### PROBLEM DESCRIPTION
The entries that follow include a run beginning at the line with "this driver name" and ending at the line with "pub type Result<T>"; restate that run word for word and leave the rest out.
##### THE RECORDS
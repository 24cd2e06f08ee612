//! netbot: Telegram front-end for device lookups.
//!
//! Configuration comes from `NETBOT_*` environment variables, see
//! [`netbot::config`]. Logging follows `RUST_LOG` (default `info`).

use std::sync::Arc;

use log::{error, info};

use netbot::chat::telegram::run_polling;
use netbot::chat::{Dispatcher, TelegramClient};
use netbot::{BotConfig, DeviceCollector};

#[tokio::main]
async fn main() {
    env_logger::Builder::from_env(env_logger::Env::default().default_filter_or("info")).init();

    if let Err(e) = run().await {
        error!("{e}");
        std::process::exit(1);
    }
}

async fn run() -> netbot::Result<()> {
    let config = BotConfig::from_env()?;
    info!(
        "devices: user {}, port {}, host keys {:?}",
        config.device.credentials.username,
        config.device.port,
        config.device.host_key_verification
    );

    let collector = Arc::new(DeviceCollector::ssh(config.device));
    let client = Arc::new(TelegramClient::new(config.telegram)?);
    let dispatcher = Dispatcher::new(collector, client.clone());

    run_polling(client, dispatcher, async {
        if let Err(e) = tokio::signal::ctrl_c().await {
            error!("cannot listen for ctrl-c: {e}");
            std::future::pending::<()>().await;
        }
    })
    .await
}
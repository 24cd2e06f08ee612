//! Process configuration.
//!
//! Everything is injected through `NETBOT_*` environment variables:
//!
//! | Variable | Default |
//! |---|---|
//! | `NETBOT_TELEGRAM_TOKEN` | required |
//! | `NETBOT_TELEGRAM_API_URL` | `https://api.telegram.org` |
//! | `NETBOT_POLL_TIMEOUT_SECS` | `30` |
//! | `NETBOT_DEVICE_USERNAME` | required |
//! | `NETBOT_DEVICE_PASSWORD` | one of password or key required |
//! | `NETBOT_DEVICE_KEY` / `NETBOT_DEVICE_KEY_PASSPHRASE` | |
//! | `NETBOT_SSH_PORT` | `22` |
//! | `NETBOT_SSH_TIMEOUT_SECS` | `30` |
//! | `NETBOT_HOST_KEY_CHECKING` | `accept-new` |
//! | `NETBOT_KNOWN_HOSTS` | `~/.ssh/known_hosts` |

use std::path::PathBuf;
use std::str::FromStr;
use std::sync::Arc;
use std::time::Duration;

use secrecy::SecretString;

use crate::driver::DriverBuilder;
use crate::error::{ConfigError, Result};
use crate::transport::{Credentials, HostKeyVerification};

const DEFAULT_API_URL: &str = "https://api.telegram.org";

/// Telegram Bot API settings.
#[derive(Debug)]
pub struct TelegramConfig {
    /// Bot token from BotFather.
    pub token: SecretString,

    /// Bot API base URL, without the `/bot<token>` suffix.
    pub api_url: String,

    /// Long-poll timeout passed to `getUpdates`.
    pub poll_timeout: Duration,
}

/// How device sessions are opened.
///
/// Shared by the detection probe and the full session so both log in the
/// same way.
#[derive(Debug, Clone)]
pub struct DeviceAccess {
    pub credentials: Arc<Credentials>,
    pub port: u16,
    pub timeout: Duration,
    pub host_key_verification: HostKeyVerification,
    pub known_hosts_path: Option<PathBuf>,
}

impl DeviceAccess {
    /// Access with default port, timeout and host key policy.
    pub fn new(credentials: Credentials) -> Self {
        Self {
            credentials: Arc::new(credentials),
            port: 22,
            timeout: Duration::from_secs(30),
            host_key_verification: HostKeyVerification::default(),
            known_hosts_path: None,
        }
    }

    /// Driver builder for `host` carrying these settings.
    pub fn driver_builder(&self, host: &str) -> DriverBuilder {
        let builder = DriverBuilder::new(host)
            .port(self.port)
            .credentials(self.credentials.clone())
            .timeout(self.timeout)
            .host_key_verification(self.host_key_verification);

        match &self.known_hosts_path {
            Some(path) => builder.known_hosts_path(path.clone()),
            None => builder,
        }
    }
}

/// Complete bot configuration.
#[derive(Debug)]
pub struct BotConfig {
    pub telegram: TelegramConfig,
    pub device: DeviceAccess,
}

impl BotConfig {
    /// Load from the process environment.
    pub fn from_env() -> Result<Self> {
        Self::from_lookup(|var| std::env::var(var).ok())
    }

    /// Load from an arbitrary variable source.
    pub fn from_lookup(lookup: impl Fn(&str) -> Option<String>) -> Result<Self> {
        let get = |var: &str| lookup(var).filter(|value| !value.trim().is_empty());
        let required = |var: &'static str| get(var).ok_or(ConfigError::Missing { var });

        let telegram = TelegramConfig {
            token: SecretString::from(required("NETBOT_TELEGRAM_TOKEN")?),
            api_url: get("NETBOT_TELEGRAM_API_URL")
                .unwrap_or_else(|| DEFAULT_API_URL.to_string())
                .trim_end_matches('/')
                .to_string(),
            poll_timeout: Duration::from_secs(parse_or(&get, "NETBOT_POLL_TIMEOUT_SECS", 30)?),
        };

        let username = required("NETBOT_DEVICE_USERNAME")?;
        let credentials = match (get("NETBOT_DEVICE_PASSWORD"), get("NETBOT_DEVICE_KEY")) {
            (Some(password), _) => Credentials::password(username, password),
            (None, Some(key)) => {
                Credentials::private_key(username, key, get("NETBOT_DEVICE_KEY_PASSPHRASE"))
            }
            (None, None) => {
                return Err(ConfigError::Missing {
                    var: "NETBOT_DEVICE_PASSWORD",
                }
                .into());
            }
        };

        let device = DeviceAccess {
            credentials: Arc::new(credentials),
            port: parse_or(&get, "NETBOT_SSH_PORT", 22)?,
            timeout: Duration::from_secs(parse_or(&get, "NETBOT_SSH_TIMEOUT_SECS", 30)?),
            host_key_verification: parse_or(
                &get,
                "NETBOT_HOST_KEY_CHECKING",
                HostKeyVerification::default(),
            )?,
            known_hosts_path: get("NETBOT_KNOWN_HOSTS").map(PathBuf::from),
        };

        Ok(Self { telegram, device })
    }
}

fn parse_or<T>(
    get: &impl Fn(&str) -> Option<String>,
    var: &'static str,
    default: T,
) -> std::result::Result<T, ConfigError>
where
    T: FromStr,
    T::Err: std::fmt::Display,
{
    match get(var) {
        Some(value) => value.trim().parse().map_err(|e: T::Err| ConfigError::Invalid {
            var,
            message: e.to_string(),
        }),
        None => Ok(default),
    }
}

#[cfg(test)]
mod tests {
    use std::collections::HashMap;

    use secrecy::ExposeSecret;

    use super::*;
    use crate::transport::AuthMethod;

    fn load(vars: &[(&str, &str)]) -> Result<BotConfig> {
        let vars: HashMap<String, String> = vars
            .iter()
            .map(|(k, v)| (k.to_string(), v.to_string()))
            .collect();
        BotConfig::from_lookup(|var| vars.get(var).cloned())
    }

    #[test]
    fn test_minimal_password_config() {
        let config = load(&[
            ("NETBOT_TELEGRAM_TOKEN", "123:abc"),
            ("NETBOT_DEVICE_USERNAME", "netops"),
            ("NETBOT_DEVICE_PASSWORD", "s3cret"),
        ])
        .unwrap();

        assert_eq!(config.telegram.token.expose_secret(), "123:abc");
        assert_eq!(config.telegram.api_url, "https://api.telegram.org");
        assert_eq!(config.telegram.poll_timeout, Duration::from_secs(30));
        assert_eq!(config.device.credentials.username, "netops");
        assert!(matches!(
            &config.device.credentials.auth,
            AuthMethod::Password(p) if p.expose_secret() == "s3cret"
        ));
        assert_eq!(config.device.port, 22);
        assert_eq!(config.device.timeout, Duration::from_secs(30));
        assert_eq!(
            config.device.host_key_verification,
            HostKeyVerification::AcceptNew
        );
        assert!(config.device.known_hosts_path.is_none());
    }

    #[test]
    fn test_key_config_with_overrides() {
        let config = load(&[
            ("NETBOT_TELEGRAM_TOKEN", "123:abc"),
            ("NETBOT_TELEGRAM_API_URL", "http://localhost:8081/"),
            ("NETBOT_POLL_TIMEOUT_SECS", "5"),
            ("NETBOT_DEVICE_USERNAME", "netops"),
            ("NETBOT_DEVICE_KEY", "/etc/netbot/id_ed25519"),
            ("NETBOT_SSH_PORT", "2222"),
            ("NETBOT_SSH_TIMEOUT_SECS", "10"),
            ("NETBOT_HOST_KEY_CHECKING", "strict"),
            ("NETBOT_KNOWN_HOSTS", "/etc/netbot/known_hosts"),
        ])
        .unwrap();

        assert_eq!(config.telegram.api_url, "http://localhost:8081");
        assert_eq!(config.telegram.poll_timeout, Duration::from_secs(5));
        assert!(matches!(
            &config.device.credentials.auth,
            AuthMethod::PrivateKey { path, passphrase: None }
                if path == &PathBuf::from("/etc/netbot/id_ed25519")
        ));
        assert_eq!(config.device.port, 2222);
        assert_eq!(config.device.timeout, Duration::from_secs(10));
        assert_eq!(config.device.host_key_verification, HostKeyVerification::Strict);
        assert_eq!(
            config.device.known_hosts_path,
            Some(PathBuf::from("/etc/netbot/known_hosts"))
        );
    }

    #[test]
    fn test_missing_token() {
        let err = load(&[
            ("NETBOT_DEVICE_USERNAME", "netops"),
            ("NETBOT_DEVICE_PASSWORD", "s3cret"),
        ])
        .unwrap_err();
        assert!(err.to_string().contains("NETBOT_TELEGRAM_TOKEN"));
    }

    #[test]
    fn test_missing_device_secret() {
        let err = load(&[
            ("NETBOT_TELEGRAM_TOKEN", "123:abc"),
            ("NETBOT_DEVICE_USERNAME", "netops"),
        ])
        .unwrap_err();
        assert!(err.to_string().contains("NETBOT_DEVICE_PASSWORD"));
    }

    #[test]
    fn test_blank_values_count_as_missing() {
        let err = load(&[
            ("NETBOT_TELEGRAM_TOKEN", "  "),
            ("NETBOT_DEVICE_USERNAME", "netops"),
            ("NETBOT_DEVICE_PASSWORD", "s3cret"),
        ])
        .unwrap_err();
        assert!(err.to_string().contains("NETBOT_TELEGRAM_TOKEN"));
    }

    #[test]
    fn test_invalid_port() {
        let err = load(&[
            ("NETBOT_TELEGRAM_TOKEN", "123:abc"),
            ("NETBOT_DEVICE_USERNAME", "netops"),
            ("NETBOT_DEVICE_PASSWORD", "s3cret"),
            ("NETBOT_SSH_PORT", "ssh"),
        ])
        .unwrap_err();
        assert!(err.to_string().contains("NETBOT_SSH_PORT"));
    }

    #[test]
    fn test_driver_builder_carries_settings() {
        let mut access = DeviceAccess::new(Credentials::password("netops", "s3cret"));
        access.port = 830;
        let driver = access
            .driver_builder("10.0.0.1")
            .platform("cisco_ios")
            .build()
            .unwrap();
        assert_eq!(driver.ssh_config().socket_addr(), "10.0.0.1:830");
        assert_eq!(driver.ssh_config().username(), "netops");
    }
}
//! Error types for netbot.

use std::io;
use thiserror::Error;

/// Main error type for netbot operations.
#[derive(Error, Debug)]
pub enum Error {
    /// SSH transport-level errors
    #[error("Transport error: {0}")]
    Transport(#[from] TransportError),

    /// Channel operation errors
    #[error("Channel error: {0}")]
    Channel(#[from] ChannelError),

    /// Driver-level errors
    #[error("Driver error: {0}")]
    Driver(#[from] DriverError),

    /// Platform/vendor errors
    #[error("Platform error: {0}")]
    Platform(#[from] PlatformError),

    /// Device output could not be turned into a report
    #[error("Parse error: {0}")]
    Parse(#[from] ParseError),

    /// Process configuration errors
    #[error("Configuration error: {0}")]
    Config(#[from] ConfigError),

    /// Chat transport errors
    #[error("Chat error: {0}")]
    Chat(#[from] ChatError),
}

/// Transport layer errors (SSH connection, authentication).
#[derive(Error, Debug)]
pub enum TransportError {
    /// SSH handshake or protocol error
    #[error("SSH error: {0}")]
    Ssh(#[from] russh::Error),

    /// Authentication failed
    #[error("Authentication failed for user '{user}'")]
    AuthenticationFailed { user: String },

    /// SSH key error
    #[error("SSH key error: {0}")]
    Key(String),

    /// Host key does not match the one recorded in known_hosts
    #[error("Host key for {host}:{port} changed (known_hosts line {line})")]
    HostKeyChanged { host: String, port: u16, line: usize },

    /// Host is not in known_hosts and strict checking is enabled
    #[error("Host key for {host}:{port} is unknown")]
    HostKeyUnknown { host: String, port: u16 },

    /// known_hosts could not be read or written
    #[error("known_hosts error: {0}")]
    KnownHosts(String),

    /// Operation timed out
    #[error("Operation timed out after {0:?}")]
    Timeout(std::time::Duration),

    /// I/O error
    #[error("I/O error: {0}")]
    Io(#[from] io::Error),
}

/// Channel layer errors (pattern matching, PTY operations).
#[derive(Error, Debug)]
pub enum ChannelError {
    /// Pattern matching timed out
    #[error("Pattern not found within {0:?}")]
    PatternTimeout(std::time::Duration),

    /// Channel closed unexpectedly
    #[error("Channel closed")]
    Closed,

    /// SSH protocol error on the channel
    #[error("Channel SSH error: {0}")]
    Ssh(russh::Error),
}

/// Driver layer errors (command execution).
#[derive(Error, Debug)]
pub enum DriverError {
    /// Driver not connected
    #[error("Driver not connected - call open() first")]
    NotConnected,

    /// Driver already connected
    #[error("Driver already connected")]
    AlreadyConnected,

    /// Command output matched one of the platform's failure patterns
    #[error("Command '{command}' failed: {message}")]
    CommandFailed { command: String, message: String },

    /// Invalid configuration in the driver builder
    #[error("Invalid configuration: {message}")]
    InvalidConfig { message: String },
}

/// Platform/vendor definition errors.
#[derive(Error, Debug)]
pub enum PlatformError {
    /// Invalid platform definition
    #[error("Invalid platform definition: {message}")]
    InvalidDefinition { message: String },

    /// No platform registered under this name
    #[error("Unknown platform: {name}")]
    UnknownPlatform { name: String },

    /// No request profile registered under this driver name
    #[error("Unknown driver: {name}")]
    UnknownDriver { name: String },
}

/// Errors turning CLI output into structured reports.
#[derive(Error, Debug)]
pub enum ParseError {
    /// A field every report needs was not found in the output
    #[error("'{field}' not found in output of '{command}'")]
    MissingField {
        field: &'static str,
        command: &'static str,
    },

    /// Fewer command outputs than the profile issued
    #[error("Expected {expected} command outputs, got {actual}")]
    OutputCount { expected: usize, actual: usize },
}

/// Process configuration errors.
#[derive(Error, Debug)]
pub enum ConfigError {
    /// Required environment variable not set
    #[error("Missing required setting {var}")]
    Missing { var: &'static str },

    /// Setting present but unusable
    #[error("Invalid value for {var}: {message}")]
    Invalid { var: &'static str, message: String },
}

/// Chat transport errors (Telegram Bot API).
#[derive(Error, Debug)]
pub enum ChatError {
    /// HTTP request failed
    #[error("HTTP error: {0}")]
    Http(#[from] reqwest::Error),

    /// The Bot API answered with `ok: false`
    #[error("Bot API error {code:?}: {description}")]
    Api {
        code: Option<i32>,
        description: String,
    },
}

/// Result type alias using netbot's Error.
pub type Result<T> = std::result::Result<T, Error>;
##########
##### THE RECORDS
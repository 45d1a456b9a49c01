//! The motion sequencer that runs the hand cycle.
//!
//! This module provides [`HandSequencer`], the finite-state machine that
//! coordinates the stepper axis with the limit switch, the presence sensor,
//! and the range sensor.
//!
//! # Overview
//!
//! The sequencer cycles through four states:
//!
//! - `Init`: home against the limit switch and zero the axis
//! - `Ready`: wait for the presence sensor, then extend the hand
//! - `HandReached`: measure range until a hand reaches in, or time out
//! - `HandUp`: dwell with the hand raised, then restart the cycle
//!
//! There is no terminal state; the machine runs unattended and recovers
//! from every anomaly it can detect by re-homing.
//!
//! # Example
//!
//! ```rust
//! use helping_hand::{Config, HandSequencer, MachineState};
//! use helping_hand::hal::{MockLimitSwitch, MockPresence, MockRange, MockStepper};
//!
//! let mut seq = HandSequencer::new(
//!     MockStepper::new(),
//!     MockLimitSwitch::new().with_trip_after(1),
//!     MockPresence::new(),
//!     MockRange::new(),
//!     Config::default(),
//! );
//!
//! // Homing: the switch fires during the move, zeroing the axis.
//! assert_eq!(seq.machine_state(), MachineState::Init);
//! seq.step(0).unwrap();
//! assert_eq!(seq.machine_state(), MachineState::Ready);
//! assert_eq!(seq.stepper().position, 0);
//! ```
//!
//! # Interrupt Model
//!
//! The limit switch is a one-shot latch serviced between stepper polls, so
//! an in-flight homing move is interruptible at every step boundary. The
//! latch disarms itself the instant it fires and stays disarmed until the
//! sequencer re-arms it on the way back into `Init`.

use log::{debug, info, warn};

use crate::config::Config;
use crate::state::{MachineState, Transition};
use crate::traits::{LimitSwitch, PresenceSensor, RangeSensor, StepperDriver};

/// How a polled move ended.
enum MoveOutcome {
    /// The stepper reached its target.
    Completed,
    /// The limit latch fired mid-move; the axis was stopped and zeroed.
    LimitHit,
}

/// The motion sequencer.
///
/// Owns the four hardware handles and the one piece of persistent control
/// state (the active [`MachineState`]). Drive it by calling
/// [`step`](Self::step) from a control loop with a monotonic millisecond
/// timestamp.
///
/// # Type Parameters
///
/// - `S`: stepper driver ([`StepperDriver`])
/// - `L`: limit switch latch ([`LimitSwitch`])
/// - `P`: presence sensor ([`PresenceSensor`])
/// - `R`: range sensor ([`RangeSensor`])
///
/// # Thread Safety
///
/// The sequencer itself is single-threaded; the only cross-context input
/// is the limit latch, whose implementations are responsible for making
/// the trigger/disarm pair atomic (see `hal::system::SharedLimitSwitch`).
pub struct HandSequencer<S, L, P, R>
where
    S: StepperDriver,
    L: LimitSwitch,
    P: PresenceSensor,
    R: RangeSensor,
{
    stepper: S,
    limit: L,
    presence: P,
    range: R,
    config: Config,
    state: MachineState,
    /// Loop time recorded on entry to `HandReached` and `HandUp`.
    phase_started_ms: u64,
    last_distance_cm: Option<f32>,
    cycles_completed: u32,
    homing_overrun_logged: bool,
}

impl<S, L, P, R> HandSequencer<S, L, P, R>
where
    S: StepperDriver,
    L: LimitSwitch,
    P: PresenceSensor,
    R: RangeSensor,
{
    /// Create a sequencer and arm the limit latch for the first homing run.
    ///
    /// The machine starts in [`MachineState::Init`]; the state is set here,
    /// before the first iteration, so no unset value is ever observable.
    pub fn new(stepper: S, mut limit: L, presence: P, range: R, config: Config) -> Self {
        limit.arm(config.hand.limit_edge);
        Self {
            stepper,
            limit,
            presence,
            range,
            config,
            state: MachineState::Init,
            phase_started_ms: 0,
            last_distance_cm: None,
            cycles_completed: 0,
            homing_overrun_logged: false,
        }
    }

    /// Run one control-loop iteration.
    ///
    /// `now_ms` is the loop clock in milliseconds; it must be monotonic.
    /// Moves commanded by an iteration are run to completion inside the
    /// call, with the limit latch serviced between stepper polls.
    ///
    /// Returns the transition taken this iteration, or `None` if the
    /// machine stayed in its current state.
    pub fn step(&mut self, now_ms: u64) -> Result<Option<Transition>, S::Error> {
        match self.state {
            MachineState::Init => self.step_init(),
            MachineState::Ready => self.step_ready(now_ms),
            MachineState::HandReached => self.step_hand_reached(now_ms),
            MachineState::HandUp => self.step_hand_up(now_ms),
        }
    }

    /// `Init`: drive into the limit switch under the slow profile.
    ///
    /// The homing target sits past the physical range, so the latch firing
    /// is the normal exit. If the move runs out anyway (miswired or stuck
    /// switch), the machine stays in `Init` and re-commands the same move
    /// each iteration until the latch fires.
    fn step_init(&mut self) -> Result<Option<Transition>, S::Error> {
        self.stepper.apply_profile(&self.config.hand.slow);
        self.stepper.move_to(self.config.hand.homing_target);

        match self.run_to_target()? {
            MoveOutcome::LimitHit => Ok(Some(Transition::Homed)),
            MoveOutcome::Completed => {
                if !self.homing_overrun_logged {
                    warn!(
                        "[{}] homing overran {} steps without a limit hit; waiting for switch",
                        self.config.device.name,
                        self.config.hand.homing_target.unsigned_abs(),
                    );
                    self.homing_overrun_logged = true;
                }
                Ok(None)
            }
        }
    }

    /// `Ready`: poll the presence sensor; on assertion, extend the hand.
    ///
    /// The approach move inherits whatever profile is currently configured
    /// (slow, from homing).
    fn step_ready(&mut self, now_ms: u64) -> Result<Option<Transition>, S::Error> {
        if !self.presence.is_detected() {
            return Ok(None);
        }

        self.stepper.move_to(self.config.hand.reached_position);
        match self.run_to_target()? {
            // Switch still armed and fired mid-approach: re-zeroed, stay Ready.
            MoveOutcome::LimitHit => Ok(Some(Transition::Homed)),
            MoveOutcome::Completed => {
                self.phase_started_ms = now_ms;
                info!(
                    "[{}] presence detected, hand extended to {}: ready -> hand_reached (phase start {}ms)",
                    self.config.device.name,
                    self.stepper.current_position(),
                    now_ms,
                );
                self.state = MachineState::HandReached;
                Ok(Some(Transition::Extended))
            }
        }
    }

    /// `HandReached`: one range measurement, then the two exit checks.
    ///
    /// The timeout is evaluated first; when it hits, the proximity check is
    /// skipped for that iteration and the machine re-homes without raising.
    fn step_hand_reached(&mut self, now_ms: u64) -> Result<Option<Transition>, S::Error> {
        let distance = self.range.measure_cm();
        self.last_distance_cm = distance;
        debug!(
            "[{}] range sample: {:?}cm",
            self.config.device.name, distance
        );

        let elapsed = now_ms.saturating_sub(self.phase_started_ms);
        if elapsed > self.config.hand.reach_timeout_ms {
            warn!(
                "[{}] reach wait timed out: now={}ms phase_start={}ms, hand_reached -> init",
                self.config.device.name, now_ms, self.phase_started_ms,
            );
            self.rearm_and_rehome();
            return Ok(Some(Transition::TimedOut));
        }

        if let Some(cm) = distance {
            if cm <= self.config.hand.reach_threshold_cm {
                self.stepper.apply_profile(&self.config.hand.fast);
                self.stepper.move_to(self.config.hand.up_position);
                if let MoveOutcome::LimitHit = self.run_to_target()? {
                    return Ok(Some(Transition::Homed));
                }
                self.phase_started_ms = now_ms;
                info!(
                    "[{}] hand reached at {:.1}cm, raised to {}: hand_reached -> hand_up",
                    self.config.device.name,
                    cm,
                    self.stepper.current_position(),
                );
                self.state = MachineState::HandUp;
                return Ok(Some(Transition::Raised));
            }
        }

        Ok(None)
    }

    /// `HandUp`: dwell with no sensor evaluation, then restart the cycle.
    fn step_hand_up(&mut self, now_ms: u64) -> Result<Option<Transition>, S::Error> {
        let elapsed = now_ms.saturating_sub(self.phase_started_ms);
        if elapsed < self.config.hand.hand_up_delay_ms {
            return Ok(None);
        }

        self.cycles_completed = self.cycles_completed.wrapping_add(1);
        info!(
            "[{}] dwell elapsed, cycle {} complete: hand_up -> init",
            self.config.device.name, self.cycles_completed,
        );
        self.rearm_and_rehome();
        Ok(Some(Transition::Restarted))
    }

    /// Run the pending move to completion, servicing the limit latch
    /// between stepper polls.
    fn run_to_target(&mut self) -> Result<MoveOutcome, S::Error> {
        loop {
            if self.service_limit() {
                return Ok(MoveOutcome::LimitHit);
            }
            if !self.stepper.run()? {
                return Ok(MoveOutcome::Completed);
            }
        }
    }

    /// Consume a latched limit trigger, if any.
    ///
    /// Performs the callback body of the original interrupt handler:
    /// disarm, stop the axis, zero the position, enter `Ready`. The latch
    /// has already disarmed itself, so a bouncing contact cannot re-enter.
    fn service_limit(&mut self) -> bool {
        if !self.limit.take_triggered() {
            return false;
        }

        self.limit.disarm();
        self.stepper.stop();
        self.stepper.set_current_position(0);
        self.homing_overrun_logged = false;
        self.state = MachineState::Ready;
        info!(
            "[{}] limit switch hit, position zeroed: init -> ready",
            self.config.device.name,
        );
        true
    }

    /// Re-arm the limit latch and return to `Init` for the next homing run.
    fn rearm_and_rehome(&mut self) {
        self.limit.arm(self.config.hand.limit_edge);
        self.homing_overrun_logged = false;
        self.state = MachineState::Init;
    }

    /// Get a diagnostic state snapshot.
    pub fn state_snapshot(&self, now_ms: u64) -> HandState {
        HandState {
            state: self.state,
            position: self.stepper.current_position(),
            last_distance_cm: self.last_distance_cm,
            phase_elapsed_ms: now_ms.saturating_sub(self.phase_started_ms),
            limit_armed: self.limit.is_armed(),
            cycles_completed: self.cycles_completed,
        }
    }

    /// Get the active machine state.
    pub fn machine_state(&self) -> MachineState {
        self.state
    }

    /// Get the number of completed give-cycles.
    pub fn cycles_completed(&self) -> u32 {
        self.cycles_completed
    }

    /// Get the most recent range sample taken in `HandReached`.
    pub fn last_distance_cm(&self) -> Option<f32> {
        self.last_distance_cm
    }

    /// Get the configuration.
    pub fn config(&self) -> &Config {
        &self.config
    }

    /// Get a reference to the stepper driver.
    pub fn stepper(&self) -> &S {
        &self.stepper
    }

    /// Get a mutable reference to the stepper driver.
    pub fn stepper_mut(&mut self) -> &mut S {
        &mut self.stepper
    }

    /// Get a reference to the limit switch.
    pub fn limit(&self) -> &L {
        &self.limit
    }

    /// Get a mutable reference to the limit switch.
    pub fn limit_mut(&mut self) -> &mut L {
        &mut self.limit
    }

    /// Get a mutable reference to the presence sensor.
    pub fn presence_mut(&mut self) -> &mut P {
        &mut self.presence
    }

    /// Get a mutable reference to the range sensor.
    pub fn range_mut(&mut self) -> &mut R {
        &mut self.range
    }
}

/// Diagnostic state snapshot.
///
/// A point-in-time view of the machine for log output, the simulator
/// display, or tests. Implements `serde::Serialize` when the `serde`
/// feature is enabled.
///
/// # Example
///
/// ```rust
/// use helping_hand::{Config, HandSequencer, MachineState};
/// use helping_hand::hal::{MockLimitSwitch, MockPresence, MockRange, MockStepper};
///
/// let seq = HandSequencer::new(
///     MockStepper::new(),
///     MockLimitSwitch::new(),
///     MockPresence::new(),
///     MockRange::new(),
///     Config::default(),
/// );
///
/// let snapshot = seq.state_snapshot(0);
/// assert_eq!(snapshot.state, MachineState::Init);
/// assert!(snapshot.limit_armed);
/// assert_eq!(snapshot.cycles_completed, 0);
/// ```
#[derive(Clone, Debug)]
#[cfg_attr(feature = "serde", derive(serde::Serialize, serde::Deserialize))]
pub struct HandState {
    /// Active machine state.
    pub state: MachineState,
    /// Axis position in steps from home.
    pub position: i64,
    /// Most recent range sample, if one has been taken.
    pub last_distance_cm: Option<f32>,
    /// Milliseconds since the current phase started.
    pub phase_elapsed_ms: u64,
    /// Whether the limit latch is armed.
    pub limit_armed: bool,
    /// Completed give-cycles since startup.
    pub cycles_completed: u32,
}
##########
### ANSWER
    /// No request profile registered under this driver name
    #[error("Unknown driver: {name}")]
    UnknownDriver { name: String },
}

/// Errors turning CLI output into structured reports.
#[derive(Error, Debug)]
pub enum ParseError {
    /// A field every report needs was not found in the output
    #[error("'{field}' not found in output of '{command}'")]
    MissingField {
        field: &'static str,
        command: &'static str,
    },

    /// Fewer command outputs than the profile issued
    #[error("Expected {expected} command outputs, got {actual}")]
    OutputCount { expected: usize, actual: usize },
}

/// Process configuration errors.
#[derive(Error, Debug)]
pub enum ConfigError {
    /// Required environment variable not set
    #[error("Missing required setting {var}")]
    Missing { var: &'static str },

    /// Setting present but unusable
    #[error("Invalid value for {var}: {message}")]
    Invalid { var: &'static str, message: String },
}

/// Chat transport errors (Telegram Bot API).
#[derive(Error, Debug)]
pub enum ChatError {
    /// HTTP request failed
    #[error("HTTP error: {0}")]
    Http(#[from] reqwest::Error),

    /// The Bot API answered with `ok: false`
    #[error("Bot API error {code:?}: {description}")]
    Api {
        code: Option<i32>,
        description: String,
    },
}

/// Result type alias using netbot's Error.
pub type Result<T> = std::result::Result<T, Error>;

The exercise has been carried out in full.